Das Bauspiel von Alma Siedhoff-BuscherBild: Naef Spiele AG/Heiko Hillig

"Es war eine Herausforderung, einen Prototypen herzustellen, denn es gab nur noch wenige vollständige Originalspiele", erzählt Designer und Produktmanager von Naef, Heiko Hillig. Als Alma Siedhoff-Buscher ihren Bausatz herstellte, gab es nicht so präzise Werkzeuge wie heute. "Von den Bausteinen waren einige nicht rechtwinklig und nicht ganz grade", erläutert Hillig. Das wurde durch die maschinelle Produktion bei Naef entsprechend angepasst. Seit 1977 ist das Bauspiel wieder auf dem Markt. Zum 100. Bauhaus-Jubiläum ist es im eigenen Onlineshop von Naef sehr gefragt und im Moment ausverkauft.

Früher Flop, heute Ikone

In ihrer Entstehungszeit gingen längst nicht alle Bauhausprodukte, die heute beliebt sind, in Serie. So konnte auch die berühmte Wagenfeld-Leuchte damals nicht begeistern. "Aus den 1920er Jahren gibt es nur rund 20 Leuchten, die Wilhelm Wagenfeld 1923 entworfen und gebaut hat", erläutert Geschäftsführer Carsten Hotzan von der Firma Tecnolumen, die die Lampe seit den 1980er Jahren herstellt. Der Firmengründer und Kunstsammler Walter Schnepel hatte Gefallen gefunden an der Tischlampe mit dem halbkugelförmigen Milchglasschirm.
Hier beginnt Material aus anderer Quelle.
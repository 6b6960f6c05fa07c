//! # txkv
//!
//! An in-memory key-value store with nested transactions and an O(1)
//! "how many keys hold this value" index.
//!
//! ## Features
//!
//! - **Value counts**: a reverse index kept consistent on every write
//! - **Nested transactions**: `begin`/`commit`/`rollback` to any depth
//! - **Snapshot isolation**: each frame is a full copy of its parent view
//! - **Concurrent access**: shared reads, serialized writes
//! - **Metrics**: operation counters and Prometheus export
//!
//! ## Quick Start
//!
//! ```rust
//! use txkv::{Database, Error};
//!
//! let db = Database::new();
//!
//! db.set("a", "10");
//! db.set("b", "10");
//! assert_eq!(db.count("10"), Some(2));
//!
//! db.begin();
//! db.delete("a")?;
//! assert_eq!(db.count("10"), Some(1));
//! db.rollback()?;
//!
//! assert_eq!(db.get("a").as_deref(), Some("10"));
//! assert_eq!(db.commit(), Err(Error::TransactionIsEmpty));
//! # Ok::<(), Error>(())
//! ```

// Public modules
pub mod error;
pub mod metrics;
pub mod options;
pub mod transaction;
pub mod types;

mod db;
mod index;
mod store;

// Re-export main types for convenience
pub use error::{Error, Result};
pub use options::{Options, OptionsBuilder};
pub use types::{Command, CommandKind, Reply};

// Database
pub use db::{Database, DatabaseStats};
pub use store::Store;

// Index and transactions
pub use index::ValueIndex;
pub use transaction::{Depth, Snapshot, TransactionOutcome, TransactionStack};

// Metrics
pub use metrics::{DbMetrics, MetricsSummary};
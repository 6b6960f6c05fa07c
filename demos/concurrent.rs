//! Concurrent access example for txkv.
//!
//! Run with: cargo run --example concurrent

use std::sync::Arc;
use std::thread;
use std::time::Instant;

use txkv::Database;

fn main() {
    tracing_subscriber::fmt::init();

    let db = Arc::new(Database::new());

    println!("=== Concurrent Access Example ===\n");

    let num_writers = 4;
    let num_readers = 4;
    let ops_per_writer = 1000;
    let ops_per_reader = 2000;

    println!("Pre-populating 1000 keys...");
    for i in 0..1000 {
        db.set(format!("preload:{:05}", i), format!("bucket_{}", i % 10));
    }

    let start = Instant::now();
    let mut handles = vec![];

    for writer_id in 0..num_writers {
        let db = Arc::clone(&db);
        handles.push(thread::spawn(move || {
            for i in 0..ops_per_writer {
                db.set(format!("writer{}:{:05}", writer_id, i), format!("writer_{}", writer_id));
            }
            println!("Writer {} completed {} writes", writer_id, ops_per_writer);
        }));
    }

    for reader_id in 0..num_readers {
        let db = Arc::clone(&db);
        handles.push(thread::spawn(move || {
            let mut found = 0;
            for i in 0..ops_per_reader {
                if db.get(&format!("preload:{:05}", i % 1000)).is_some() {
                    found += 1;
                }
            }
            println!(
                "Reader {} completed {} reads ({} found)",
                reader_id, ops_per_reader, found
            );
        }));
    }

    for handle in handles {
        handle.join().expect("thread panicked");
    }

    let elapsed = start.elapsed();
    let total_ops = (num_writers * ops_per_writer) + (num_readers * ops_per_reader);

    println!("\n--- Summary ---");
    println!("Total operations: {}", total_ops);
    println!("Time: {:?}", elapsed);
    println!(
        "Throughput: {:.0} ops/sec",
        total_ops as f64 / elapsed.as_secs_f64()
    );

    println!("\n--- Verification ---");
    for writer_id in 0..num_writers {
        println!(
            "writer_{}: {:?} keys",
            writer_id,
            db.count(&format!("writer_{}", writer_id))
        );
    }

    println!("\n{}", db.metrics().summary());
}
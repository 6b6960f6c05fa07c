//! Snapshot - one complete view of the store.
//!
//! A snapshot owns a key→value map and the `ValueIndex` that mirrors it.
//! The base state and every transaction frame are each one snapshot; a
//! frame starts life as a clone of the view it was begun from.

use std::collections::HashMap;

use crate::index::ValueIndex;

/// A key→value map plus its value→count index.
///
/// All mutation goes through [`Snapshot::put`] and [`Snapshot::remove`],
/// which keep the two maps consistent: for every value `V`,
/// `index.lookup(V)` is the number of keys mapped to `V`.
#[derive(Debug, Clone, Default, PartialEq, Eq)]
pub struct Snapshot {
    /// Key → value.
    storage: HashMap<String, String>,
    /// Value → number of keys holding it.
    index: ValueIndex,
}

impl Snapshot {
    /// Create an empty snapshot.
    pub fn new() -> Self {
        Self::default()
    }

    /// Create an empty snapshot with room for `capacity` keys.
    pub fn with_capacity(capacity: usize) -> Self {
        Self {
            storage: HashMap::with_capacity(capacity),
            index: ValueIndex::new(),
        }
    }

    /// Get the value stored under `key`.
    pub fn get(&self, key: &str) -> Option<&str> {
        self.storage.get(key).map(String::as_str)
    }

    /// Number of keys holding `value`.
    pub fn count(&self, value: &str) -> Option<usize> {
        self.index.lookup(value)
    }

    /// Check if `key` is present.
    pub fn contains_key(&self, key: &str) -> bool {
        self.storage.contains_key(key)
    }

    /// Store `value` under `key`.
    ///
    /// Re-storing a key's current value leaves the index untouched.
    pub fn put(&mut self, key: String, value: String) {
        match self.storage.get(&key) {
            Some(old) if *old == value => return,
            Some(old) => self.index.decrement(old),
            None => {}
        }
        self.index.increment(&value);
        self.storage.insert(key, value);
    }

    /// Remove `key`, returning the value it held.
    pub fn remove(&mut self, key: &str) -> Option<String> {
        let value = self.storage.remove(key)?;
        self.index.decrement(&value);
        Some(value)
    }

    /// Replace this snapshot's contents wholesale with `other`'s.
    ///
    /// Used by commit: the parent view becomes exactly the child frame.
    pub fn replace_with(&mut self, other: Snapshot) {
        *self = other;
    }

    /// Number of keys.
    pub fn len(&self) -> usize {
        self.storage.len()
    }

    /// Check if no keys are stored.
    pub fn is_empty(&self) -> bool {
        self.storage.is_empty()
    }

    /// Number of distinct values.
    pub fn distinct_values(&self) -> usize {
        self.index.len()
    }

    /// Get the value index.
    pub fn index(&self) -> &ValueIndex {
        &self.index
    }

    /// Iterate over `(key, value)` pairs in arbitrary order.
    pub fn iter(&self) -> impl Iterator<Item = (&str, &str)> {
        self.storage.iter().map(|(k, v)| (k.as_str(), v.as_str()))
    }
}
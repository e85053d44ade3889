//! Driver for the distributed bitonic sort.
//!
//! Run with `mpirun -n <workers> bitonic <count> [seed]`, where `workers`
//! is a power of two. The requested count is split evenly over the workers
//! and rounded up to the next power of two per worker, so the effective
//! sorted length is `workers * partition_len(count, workers)`. Each worker
//! draws its own partition from a seeded RNG, offset by its rank so that
//! ranks never collapse onto the same stream.

use std::process::ExitCode;

use log::debug;
use mpi::traits::Communicator;
use rand::rngs::StdRng;
use rand::{Rng, SeedableRng};

use bitonic_sort::constants::{DEFAULT_SEED, ROOT_RANK};
use bitonic_sort::types::Rank;
use bitonic_sort::{distributed, merge, network};

fn usage(rank: Rank) -> ExitCode {
    if rank == ROOT_RANK {
        eprintln!("Usage: mpirun -n <workers> bitonic <count> [seed]");
    }
    ExitCode::FAILURE
}

fn main() -> ExitCode {
    env_logger::init();

    let universe = mpi::initialize().expect("failed to initialize MPI");
    let world = universe.world();
    let rank = world.rank();
    let size = world.size();

    let mut args = std::env::args().skip(1);
    let total = match args.next().map(|arg| arg.parse::<usize>()) {
        Some(Ok(n)) if n > 0 => n,
        _ => return usage(rank),
    };
    let seed = match args.next().map(|arg| arg.parse::<u64>()) {
        Some(Ok(s)) => s,
        None => DEFAULT_SEED,
        Some(Err(_)) => return usage(rank),
    };

    if !(size as usize).is_power_of_two() {
        if rank == ROOT_RANK {
            eprintln!("Error: worker count must be a power of two, got {}.", size);
        }
        return ExitCode::FAILURE;
    }

    let len = network::partition_len(total, size);
    let mut rng = StdRng::seed_from_u64(seed.wrapping_add(rank as u64));
    let mut partition: Vec<u64> = (0..len).map(|_| rng.gen()).collect();

    debug!(
        "rank {}: sorting a partition of {} of {} requested elements",
        rank,
        len,
        total
    );

    if let Err(err) = distributed::sort(&world, &mut partition) {
        eprintln!("Error: {}", err);
        world.abort(1);
    }

    if let Some(global) = distributed::gather_to_root(&world, &partition) {
        if merge::is_sorted(&global) {
            println!("Successfully sorted {} elements.", global.len());
        } else {
            eprintln!("Error: gathered sequence is not sorted.");
            return ExitCode::FAILURE;
        }
    }
    ExitCode::SUCCESS
}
Die Wagenfeld Lampe gehört heute zu den berühmtesten BauhausklassikernBild: DW

"Aber auch Anfang der 1980er Jahre war es schwierig, weil der Handel die Lampe nicht aufgenommen hat", erklärt Hotzan. Mittlerweile ist die Wagenfeld-Leuchte ebenso wenig aus dem Sortiment von Tecnolumen wegzudenken, wie die berühmte Silber-Teekanne von Marianne Brandt. Walter Schnepel hatte Marianne Brand, die damals noch in der DDR lebte, persönlich aufgesucht, um die Lizenz für die Kanne zu erwerben. "Dass die Produkte heute einen so großen Erfolg haben würden, hatte damals niemand vermutet", sagt Carsten Hotzan.

Trotz 100 Jahre Jubiläum: Bauhausprodukte sind Nischenprodukte

Wer ein Original-Bauhaus-Designerstück haben will, muss dafür viel bezahlen. Die silberne Teekanne von Marianne Brand gibt es für 8900 Euro. Der Gropius Direktorensessel kostet je nach Ausstattung zwischen 2000 und 3000 Euro und die berühmte Wiege von Peter Keler, die auch von Tecta hergestellt wird, ist für 1900 Euro zu haben.

Grund sind die speziellen Fertigungstechniken und die hohen Arbeitskosten in Deutschland. "Die Bauhäusler hatten sich gewünscht, dass ihre Möbel in großer Stückzahl industriell gefertigt und damit für jedermann erschwinglich würden. Diese Rechnung ist nicht ganz aufgegangen", sagt Christian Drescher. Aber wer ein lizenziertes Original kaufe, der kenne sich aus und achte auf die Details. "Solche Käufer wollen auch die Hintergründe wissen, bis sie dann so einen Kauf tätigen, und in dieser Nische bewegen wir uns."